This month’s Friends First guest is someone I just adore. Brandy is the blogger behind Nutmeg Nanny, and is one of the funniest people you will ever meet. She and I actually “met” because of her hilarious live-tweeting of The Bachelor and The Bachelorette. Girlfriend loves mocking the dingbats on trashy reality TV shows, and for that I couldn’t love her more. Aside from loving a good cocktail, Brandy loves to combine her small-town roots with influences from her travels when creating the dishes on her site. Oh, and her photos simply make me drool (rather unattractively, I might add).
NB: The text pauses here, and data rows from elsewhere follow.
//! Owner reference translation between the two models
//!
//! A machine has at most one owner. Machine sets map to the same-named machine
//! set in the other model; the CAPI cluster owner has no legacy equivalent and
//! is synthesized on the way in and dropped on the way out.

use k8s_openapi::apimachinery::pkg::apis::meta::v1::OwnerReference;
use kube::ResourceExt;

use machinesync_common::crd::{CAPI_API_VERSION, CAPI_GROUP, MAPI_API_VERSION, MAPI_GROUP};
use machinesync_common::Error;

use crate::client::MachineClient;
use crate::platform::ClusterContext;

const OWNER_REFERENCES_FIELD: &str = "metadata.ownerReferences";
const MACHINE_SET_KIND: &str = "MachineSet";
const CLUSTER_KIND: &str = "Cluster";

fn group_of(api_version: &str) -> &str {
    match api_version.split_once('/') {
        Some((group, _)) => group,
        None => "",
    }
}

fn is_kind(owner: &OwnerReference, group: &str, kind: &str) -> bool {
    owner.kind == kind && group_of(&owner.api_version) == group
}

fn single_owner<'a>(
    machine: &str,
    owners: &'a [OwnerReference],
) -> Result<Option<&'a OwnerReference>, Error> {
    match owners {
        [] => Ok(None),
        [owner] => Ok(Some(owner)),
        _ => Err(Error::validation_for_field(
            machine,
            OWNER_REFERENCES_FIELD,
            format!("too many owner references: {} (at most one is supported)", owners.len()),
        )),
    }
}

fn unsupported(machine: &str, owner: &OwnerReference) -> Error {
    Error::validation_for_field(
        machine,
        OWNER_REFERENCES_FIELD,
        format!(
            "unsupported owner reference kind {} ({})",
            owner.kind, owner.api_version
        ),
    )
}

fn mirrored(owner: &OwnerReference, api_version: &str, uid: Option<String>) -> OwnerReference {
    OwnerReference {
        api_version: api_version.to_string(),
        kind: owner.kind.clone(),
        name: owner.name.clone(),
        uid: uid.unwrap_or_default(),
        controller: owner.controller,
        block_owner_deletion: owner.block_owner_deletion,
    }
}

/// Owner references of the CAPI mirror of a legacy machine
pub async fn to_capi_owner_references(
    client: &dyn MachineClient,
    machine: &str,
    owners: &[OwnerReference],
    cluster: &ClusterContext,
) -> Result<Vec<OwnerReference>, Error> {
    let Some(owner) = single_owner(machine, owners)? else {
        let Some(uid) = cluster.uid.clone() else {
            return Ok(Vec::new());
        };
        return Ok(vec![OwnerReference {
            api_version: CAPI_API_VERSION.to_string(),
            kind: CLUSTER_KIND.to_string(),
            name: cluster.name.clone(),
            uid,
            ..Default::default()
        }]);
    };

    if !is_kind(owner, MAPI_GROUP, MACHINE_SET_KIND) {
        return Err(unsupported(machine, owner));
    }

    let set = client
        .get_capi_machine_set(&owner.name)
        .await?
        .ok_or_else(|| Error::missing_counterpart("CAPI MachineSet", &owner.name))?;
    Ok(vec![mirrored(owner, CAPI_API_VERSION, set.uid())])
}

/// Owner references of the legacy mirror of a CAPI machine
pub async fn to_mapi_owner_references(
    client: &dyn MachineClient,
    machine: &str,
    owners: &[OwnerReference],
) -> Result<Vec<OwnerReference>, Error> {
    let Some(owner) = single_owner(machine, owners)? else {
        return Ok(Vec::new());
    };

    if is_kind(owner, CAPI_GROUP, CLUSTER_KIND) {
        return Ok(Vec::new());
    }
    if !is_kind(owner, CAPI_GROUP, MACHINE_SET_KIND) {
        return Err(unsupported(machine, owner));
    }

    let set = client
        .get_mapi_machine_set(&owner.name)
        .await?
        .ok_or_else(|| Error::missing_counterpart("MAPI MachineSet", &owner.name))?;
    Ok(vec![mirrored(owner, MAPI_API_VERSION, set.uid())])
}

/// True if a CAPI machine is owned by a machine set that has a legacy counterpart
pub async fn has_mirrored_machine_set_owner(
    client: &dyn MachineClient,
    owners: &[OwnerReference],
) -> Result<bool, Error> {
    let [owner] = owners else {
        return Ok(false);
    };
    if !is_kind(owner, CAPI_GROUP, MACHINE_SET_KIND) {
        return Ok(false);
    }
    Ok(client.get_mapi_machine_set(&owner.name).await?.is_some())
}
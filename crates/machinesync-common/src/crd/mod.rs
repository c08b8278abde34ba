//! Resource types for both machine models
//!
//! The legacy Machine API and Cluster API CRDs are installed by their own
//! operators; these definitions only describe the fields the sync core uses.

mod capi;
mod mapi;
mod types;

pub use capi::{
    Bootstrap, CapiCluster, CapiClusterSpec, CapiMachine, CapiMachineSet, CapiMachineSetSpec,
    CapiMachineSpec, CapiMachineStatus, CAPI_API_VERSION, CAPI_DOMAIN_PREFIX, CAPI_GROUP,
    CAPI_MACHINE_FINALIZER, CLUSTER_NAME_LABEL, CONTROL_PLANE_LABEL, INFRA_FINALIZER_SUFFIX,
    PAUSED_ANNOTATION,
};
pub use mapi::{
    MapiMachine, MapiMachineSet, MapiMachineSetSpec, MapiMachineSpec, MapiMachineStatus,
    ProviderSpec, MAPI_API_VERSION, MAPI_CLUSTER_LABEL, MAPI_DOMAIN_PREFIX, MAPI_GROUP,
    MAPI_MACHINE_FINALIZER, MAPI_ROLE_LABEL, MAPI_TYPE_LABEL,
};
pub use types::{
    find_condition, AuthoritativeApi, Condition, ConditionSeverity, ConditionStatus,
    MachineAddress,
};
Today she is bringing you a Bay Scallop Ceviche recipe that I think you’re just gonna love every bit as much as you’ll love her. 


Let’s talk about seafood. Do you love it? Do you hate it? For a long time my answer was “Oh I don’t eat seafood…well except shrimp.” Now that I’m older I’m slowly starting to learn that I do in fact love seafood and my younger self obviously lacked good taste.

While I’m still part of the fish haters club (well, except canned tuna…which I realize is weird) I’m totally not hating on seafood anymore. Lobster – good, shrimp – good, crab – good, scallops – good. I’m basically Joey from friends in that episode where he talks about how he loves all the layers from Rachel’s failed trifle – good.

Man I love that show.

This simple and fresh bay scallop ceviche is packed full of fresh citrus and just a touch of heat. I’m a huge fan of adding heat whenever I can. I got this from my dad and his love of extremely spicy food. He would throw in a jalapeño in just about any recipe he could.

So yeah, I was basically raised to like spicy food.

If you have never made ceviche before you should know that you don’t actually cook the scallops. The citrus actually does all the cooking for you! How cool is that?

Ceviche is basically the no-bake cookie of the savory world.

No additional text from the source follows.